O sabor escolhido foi a napolitana, que na Argentina significa muita mussarela com rodelas de tomate e uma mistura de salsinha e alho picados jogada sobre a pizza já assada. E fainá. O que a pizza tinha de feia – com a aparência de uma massa pré-assada montada por um estudante de república –, tinha de deliciosa. Todos os ingredientes eram de primeira qualidade, a massa era crocante e saborosa e o alho emprestava um aroma que nem Drácula resistiria.

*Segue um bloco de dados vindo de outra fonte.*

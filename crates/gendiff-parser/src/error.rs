//! Error types for the parser crate.

use std::path::PathBuf;

use crate::document::DocumentFormat;

/// Errors produced while turning a file into a mapping.
#[derive(Debug, thiserror::Error)]
pub enum ParseError {
    /// The path could not be made absolute.
    #[error("invalid path '{}': {error}", path.display())]
    InvalidPath {
        path: PathBuf,
        error: std::io::Error,
    },

    /// The file could not be read.
    #[error("failed to read file '{}': {error}", path.display())]
    Read {
        path: PathBuf,
        error: std::io::Error,
    },

    /// The file extension does not name a supported document format.
    #[error("unsupported file format: {extension} (expected .json, .yaml, .yml, .toml)")]
    UnsupportedExtension { path: PathBuf, extension: String },

    /// The document is not valid in its declared format.
    #[error("invalid {format}: {message}")]
    Syntax {
        format: DocumentFormat,
        message: String,
    },

    /// The document parsed, but its top level is not a mapping.
    #[error("invalid {format}: top-level value must be a mapping, got {found}")]
    NotAMapping {
        format: DocumentFormat,
        found: &'static str,
    },

    /// A document error, annotated with the file it came from.
    #[error("{}: {error}", path.display())]
    Document {
        path: PathBuf,
        error: Box<ParseError>,
    },
}

impl ParseError {
    pub(crate) fn syntax(format: DocumentFormat, err: impl std::fmt::Display) -> Self {
        ParseError::Syntax {
            format,
            message: err.to_string(),
        }
    }
}

/// Convenience alias for parser results.
pub type ParseResult<T> = Result<T, ParseError>;
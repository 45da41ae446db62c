//! Error types for the format crate.

/// Errors that can occur while selecting or running a renderer.
#[derive(Debug, thiserror::Error)]
pub enum FormatError {
    /// The requested output format name is not one of `stylish`, `plain`, `json`.
    #[error("unsupported format: {0}")]
    UnsupportedFormat(String),

    /// A NaN or infinite float, which JSON cannot represent.
    #[error("cannot represent {value} at '{path}' in JSON")]
    NonFiniteNumber { path: String, value: f64 },

    /// The JSON renderer could not serialize the diff tree.
    #[error("failed to format JSON: {0}")]
    Serialization(#[from] serde_json::Error),
}

/// Convenience alias for format results.
pub type FormatResult<T> = Result<T, FormatError>;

OK, a tal fainá. Mas comê-la junto com a pizza não melhorava nem uma nem outra. Entre uns goles de Quilmes, acompanhamos silenciosos o Brasil bater a equipe local na disputa de pênaltis – aquilo, sim, melhorou a nossa noite.
El Cuartito
Onde: talcahuano, 937, Buenos aires, argentina galeriaelcuartito.com.ar
Pizza napolitana: $ 58 (R$ 23)

Faça sua massa de pizza

Receita de Edrey Momo, das pizzarias 1900
Ingredientes (para 4 pizzas)
1 kg de farinha de trigo, 500 ml de água,
5 g de fermento biológico, 50 ml de azeite,
5 g de açúcar, 5 g de sal
Modo de fazer
1. Dissolva o fermento na água morna com açúcar e azeite.

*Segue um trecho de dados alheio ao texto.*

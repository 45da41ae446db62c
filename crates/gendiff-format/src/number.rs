//! Float text shared by the stylish and plain renderers.

/// Magnitudes from here up are written in exponent form.
const EXPONENT_ABOVE: f64 = 1e21;
/// Non-zero magnitudes below this are written in exponent form.
const EXPONENT_BELOW: f64 = 1e-6;

/// Shortest round-trip text for `f`, in exponent form for very large or very
/// small magnitudes (`1e300`, `1.5e-7`).
pub(crate) fn render_float(f: f64) -> String {
    let magnitude = f.abs();
    if f.is_finite() && magnitude != 0.0 && !(EXPONENT_BELOW..EXPONENT_ABOVE).contains(&magnitude)
    {
        format!("{:e}", f)
    } else {
        f.to_string()
    }
}

#[cfg(test)]
mod tests {
    use super::*;

    #[test]
    fn ordinary_magnitudes_are_positional() {
        assert_eq!(render_float(1.5), "1.5");
        assert_eq!(render_float(-0.25), "-0.25");
        assert_eq!(render_float(0.0), "0");
        assert_eq!(render_float(1e20), "100000000000000000000");
        assert_eq!(render_float(0.000001), "0.000001");
    }

    #[test]
    fn extreme_magnitudes_use_exponents() {
        assert_eq!(render_float(1e300), "1e300");
        assert_eq!(render_float(-1e21), "-1e21");
        assert_eq!(render_float(1.5e-7), "1.5e-7");
        assert_eq!(render_float(f64::MIN_POSITIVE), "2.2250738585072014e-308");
    }

    #[test]
    fn non_finite_values() {
        assert_eq!(render_float(f64::NAN), "NaN");
        assert_eq!(render_float(f64::INFINITY), "inf");
        assert_eq!(render_float(f64::NEG_INFINITY), "-inf");
    }
}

2. Numa superfície de pedra, faça um monte de farinha e, no topo dele, um buraco. Como num vulcão.
3. Vá adicionando o líquido aos poucos e misturando com a ponta dos dedos.
4. Junte o sal. Sove a massa e a deixe crescer num lugar morno por meia hora.

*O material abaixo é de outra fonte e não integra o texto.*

//! The `stylish` format: indented brace blocks with `+`/`-` markers.
//!
//! ```text
//! {
//!     common: {
//!       + follow: false
//!         setting1: Value 1
//!     }
//!   - timeout: 50
//!   + timeout: 20
//! }
//! ```
//!
//! Every depth adds [`INDENT_UNIT`] columns. A line at depth `d` reserves two
//! columns at `d * INDENT_UNIT + 2` for the marker and its space, so keys line
//! up whether or not a marker is present.

use gendiff_diff::{Change, DiffNode};
use gendiff_types::Value;

use crate::number::render_float;

/// Columns added per nesting level.
pub const INDENT_UNIT: usize = 4;

/// Render `nodes` as a brace block whose closing brace sits at `depth`.
pub fn render(nodes: &[DiffNode], depth: usize) -> String {
    if nodes.is_empty() {
        return "{}".to_string();
    }

    let mut lines = vec!["{".to_string()];
    for node in nodes {
        push_node(&mut lines, node, depth);
    }
    lines.push(format!("{}}}", indent(depth * INDENT_UNIT)));
    lines.join("\n")
}

fn push_node(lines: &mut Vec<String>, node: &DiffNode, depth: usize) {
    let key = &node.key;
    match &node.change {
        Change::Added { value } => lines.push(line(depth, '+', key, value)),
        Change::Removed { value } => lines.push(line(depth, '-', key, value)),
        Change::Unchanged { value } => lines.push(line(depth, ' ', key, value)),
        Change::Updated {
            old_value,
            new_value,
        } => {
            lines.push(line(depth, '-', key, old_value));
            lines.push(line(depth, '+', key, new_value));
        }
        Change::Nested { children } => lines.push(format!(
            "{}  {}: {}",
            marker_indent(depth),
            key,
            render(children, depth + 1)
        )),
    }
}

fn line(depth: usize, marker: char, key: &str, value: &Value) -> String {
    format!(
        "{}{} {}: {}",
        marker_indent(depth),
        marker,
        key,
        render_value(value, depth + 1)
    )
}

/// Render a single value whose enclosing block closes at `depth`.
///
/// Non-empty mappings expand into a brace block with their keys at
/// `depth + 1`; everything else renders on one line.
pub fn render_value(value: &Value, depth: usize) -> String {
    match value {
        Value::Mapping(map) if !map.is_empty() => {
            let mut lines = vec!["{".to_string()];
            for (key, item) in map {
                lines.push(format!(
                    "{}{}: {}",
                    indent((depth + 1) * INDENT_UNIT),
                    key,
                    render_value(item, depth + 1)
                ));
            }
            lines.push(format!("{}}}", indent(depth * INDENT_UNIT)));
            lines.join("\n")
        }
        other => render_inline(other),
    }
}

fn render_inline(value: &Value) -> String {
    match value {
        Value::Null => "null".to_string(),
        Value::Bool(b) => b.to_string(),
        Value::Integer(i) => i.to_string(),
        Value::Float(f) => render_float(*f),
        Value::String(s) => s.clone(),
        Value::Sequence(items) => {
            let items: Vec<String> = items.iter().map(render_inline).collect();
            format!("[{}]", items.join(", "))
        }
        Value::Mapping(map) if map.is_empty() => "{}".to_string(),
        Value::Mapping(map) => {
            let entries: Vec<String> = map
                .iter()
                .map(|(k, v)| format!("{}: {}", k, render_inline(v)))
                .collect();
            format!("{{{}}}", entries.join(", "))
        }
    }
}

fn marker_indent(depth: usize) -> String {
    indent(depth * INDENT_UNIT + 2)
}

fn indent(width: usize) -> String {
    " ".repeat(width)
}

#[cfg(test)]
mod tests {
    use super::*;
    use serde_json::json;

    fn value(v: serde_json::Value) -> Value {
        Value::from(v)
    }

    #[test]
    fn single_added_node() {
        let nodes = vec![DiffNode::added("timeout", Value::Integer(50))];
        assert_eq!(render(&nodes, 0), "{\n  + timeout: 50\n}");
    }

    #[test]
    fn added_and_removed() {
        let nodes = vec![
            DiffNode::removed("debug", Value::Bool(false)),
            DiffNode::added("verbose", Value::Bool(true)),
        ];
        assert_eq!(render(&nodes, 0), "{\n  - debug: false\n  + verbose: true\n}");
    }

    #[test]
    fn updated_emits_two_lines() {
        let nodes = vec![DiffNode::updated(
            "timeout",
            Value::Integer(50),
            Value::Integer(20),
        )];
        assert_eq!(render(&nodes, 0), "{\n  - timeout: 50\n  + timeout: 20\n}");
    }

    #[test]
    fn unchanged_keeps_keys_aligned() {
        let nodes = vec![
            DiffNode::unchanged("host", Value::from("hexlet.io")),
            DiffNode::added("port", Value::Integer(80)),
        ];
        assert_eq!(render(&nodes, 0), "{\n    host: hexlet.io\n  + port: 80\n}");
    }

    #[test]
    fn nested_structure() {
        let nodes = vec![DiffNode::nested(
            "common",
            vec![DiffNode::added("follow", Value::Bool(true))],
        )];
        assert_eq!(
            render(&nodes, 0),
            "{\n    common: {\n      + follow: true\n    }\n}"
        );
    }

    #[test]
    fn empty_diff() {
        assert_eq!(render(&[], 0), "{}");
    }

    #[test]
    fn block_at_depth_closes_at_that_indent() {
        let nodes = vec![DiffNode::added("key", Value::from("value"))];
        assert_eq!(render(&nodes, 1), "{\n      + key: value\n    }");
    }

    #[test]
    fn mapping_values_expand_with_sorted_keys() {
        let nodes = vec![DiffNode::removed(
            "group2",
            value(json!({"deep": {"id": 45}, "abc": 12345})),
        )];
        let expected = "\
{
  - group2: {
        abc: 12345
        deep: {
            id: 45
        }
    }
}";
        assert_eq!(render(&nodes, 0), expected);
    }

    #[test]
    fn empty_string_leaves_trailing_space() {
        let nodes = vec![DiffNode::updated(
            "wow",
            Value::from(""),
            Value::from("so much"),
        )];
        assert_eq!(render(&nodes, 0), "{\n  - wow: \n  + wow: so much\n}");
    }

    #[test]
    fn scalar_values() {
        assert_eq!(render_value(&Value::from("hello"), 0), "hello");
        assert_eq!(render_value(&Value::Integer(42), 0), "42");
        assert_eq!(render_value(&Value::Float(1.5), 0), "1.5");
        assert_eq!(render_value(&Value::Bool(true), 0), "true");
        assert_eq!(render_value(&Value::Null, 0), "null");
        assert_eq!(render_value(&Value::Float(1e300), 0), "1e300");
        assert_eq!(render_value(&Value::Float(f64::NAN), 0), "NaN");
    }

    #[test]
    fn empty_mapping_value() {
        assert_eq!(render_value(&value(json!({})), 0), "{}");
    }

    #[test]
    fn non_empty_mapping_value() {
        assert_eq!(render_value(&value(json!({"key": "value"})), 0), "{\n    key: value\n}");
        assert_eq!(
            render_value(&value(json!({"key": "value"})), 1),
            "{\n        key: value\n    }"
        );
    }

    #[test]
    fn sequences_render_inline() {
        assert_eq!(
            render_value(&value(json!([1, "two", null, [true], {"k": "v"}, {}])), 0),
            "[1, two, null, [true], {k: v}, {}]"
        );
        assert_eq!(render_value(&value(json!([])), 0), "[]");
    }
}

5. Divida a massa em quatro e abra os discos com um rolo. Uma pizza grande tem uns 35 centímetros de diâmetro.

Tipos de pizza

Napolitana
Massa elástica e macia, fina no meio e grossa na borda. Bastante molho de tomate enlatado e pouquíssimo recheio. Assada no forno a lenha. Quando foge do básico molho + queijo, o recheio costuma ter legumes ou embutidos de carne de porco.
Romana
A capital italiana tem três tipos principais de pizza: discos de massa fininha e crocante, a pizza al taglio (grandes retângulos que são vendidos por pedaço nas padarias) e a pizza bianca, que são quadrados de massa que você pede para rechear na hora, como um sanduíche.
Paulistana
Há duas vertentes, a da massa fina e a da massa grossa. Mas a pizza é sempre assada no forno a lenha e leva bastante recheio. Em comparação às pizzas italianas e americanas, tem pouco molho, quase sempre feito com tomate cru e orégano.
Nova-iorquina
Assada em forno a gás ou a carvão, leva pouco queijo e muito molho, geralmente cozido e bastante temperado. A massa costuma ser consistente o bastante para que a fatia pare em pé ao se comer com as mãos.
Chicago
Os dois estilos da cidade são a deep dish e a recheada. Ambas são feitas em assadeiras fundas em forno a gás e levam uma quantidade absurda de molho, queijo e outros ingredientes. A diferença entre elas é que a recheada tem uma segunda camada de massa por cima, coberta pelo molho.
Argentina
Massa de espessura média, com muito molho de tomate cozido e bastante queijo. É tanto recheio que a massa fica sem borda.